Incidenti stradali “hi-tech”, quando l’uso dello smartphone diventa un pericolo per la collettività


Nell’epoca dei social network e delle app di messaggistica istantanea nessuno, o quasi, rinuncia ad inviare risposte immediate, o scattarsi selfie da condividere col mondo digitale, anche a costo di mettere a rischio la propria incolumità e quella altrui.

Negli ultimi anni, ricerche e statistiche di tutto il mondo hanno dimostrato che è sempre più alto il numero di incidenti stradali provocati da chi si sposta per la città a piedi. “Textestrians” questo è il termine coniato dagli anglosassoni, ottenuto dalla fusione di “text” (messaggi) e “pedestrians” (pedoni) per indicare, appunto, i pedoni intenti a chattare o inviare email da cellulare mentre camminano, e che pertanto non prestano attenzione alla strada.

Troppa distrazione anche da parte dei conducenti automobilistici, sempre meno concentrati al volante appunto perché contemporaneamente alla guida, svolgono più azioni, come leggere ed inviare messaggi in chat, controllare la posta elettronica, parlare al telefono, o impostare il navigatore.

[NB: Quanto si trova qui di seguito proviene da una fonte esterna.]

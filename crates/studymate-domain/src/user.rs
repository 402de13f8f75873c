//! User domain types.

use std::fmt;
use std::str::FromStr;

use serde::{Deserialize, Serialize};

/// Access level of an account.
///
/// Wire format: lowercase string (`"admin"` | `"student"`), the same value stored in the
/// `users.role` column and carried in the JWT `role` claim. Immutable after creation.
#[derive(Debug, Clone, Copy, PartialEq, Eq, Hash, Serialize, Deserialize)]
#[serde(rename_all = "snake_case")]
pub enum UserRole {
    Admin,
    Student,
}

/// Returned when a role string is neither `admin` nor `student`.
#[derive(Debug, Clone, PartialEq, Eq, thiserror::Error)]
#[error("unknown role: {0}")]
pub struct UnknownRole(pub String);

impl UserRole {
    pub fn as_str(self) -> &'static str {
        match self {
            Self::Admin => "admin",
            Self::Student => "student",
        }
    }

    pub fn is_admin(self) -> bool {
        matches!(self, Self::Admin)
    }
}

impl Default for UserRole {
    fn default() -> Self {
        Self::Student
    }
}

impl fmt::Display for UserRole {
    fn fmt(&self, f: &mut fmt::Formatter<'_>) -> fmt::Result {
        f.write_str(self.as_str())
    }
}

impl FromStr for UserRole {
    type Err = UnknownRole;

    fn from_str(s: &str) -> Result<Self, Self::Err> {
        match s {
            "admin" => Ok(Self::Admin),
            "student" => Ok(Self::Student),
            other => Err(UnknownRole(other.to_owned())),
        }
    }
}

Gesti apparentemente banali e sbrigativi, come dare un’occhiata alla propria attività Facebook o la composizione di un breve messaggio di testo, richiedono in media 10-14 secondi, che equivalgono a percorrere circa 150 metri ad una velocità di 40 km/h o a 385 metri a 100 km/h, facendo perdere letteralmente di vista la strada.

I dati diffusi dall’Istat lo scorso anno riportavano proprio la distrazione come fattore del 21,4% dei sinistri in aree extraurbane, seguita dalla velocità (17,3%), e dalle distanze di sicurezza non adeguate (13,4%), mentre in città la percentuale di incidenti è più bassa (15,5%).

A riguardo, l’ACI (Automobile Club d’Italia) sostiene che “in Italia, 3 incidenti su 4 sono dovuti proprio alla disattenzione provocata da smartphone”, una consapevolezza che spinge sempre l’ACI a lanciarsi in campagne di sensibilizzazione contro le distrazioni da smartphone, come #GUARDALASTRADA” e “#MOLLASTOTELEFONO.”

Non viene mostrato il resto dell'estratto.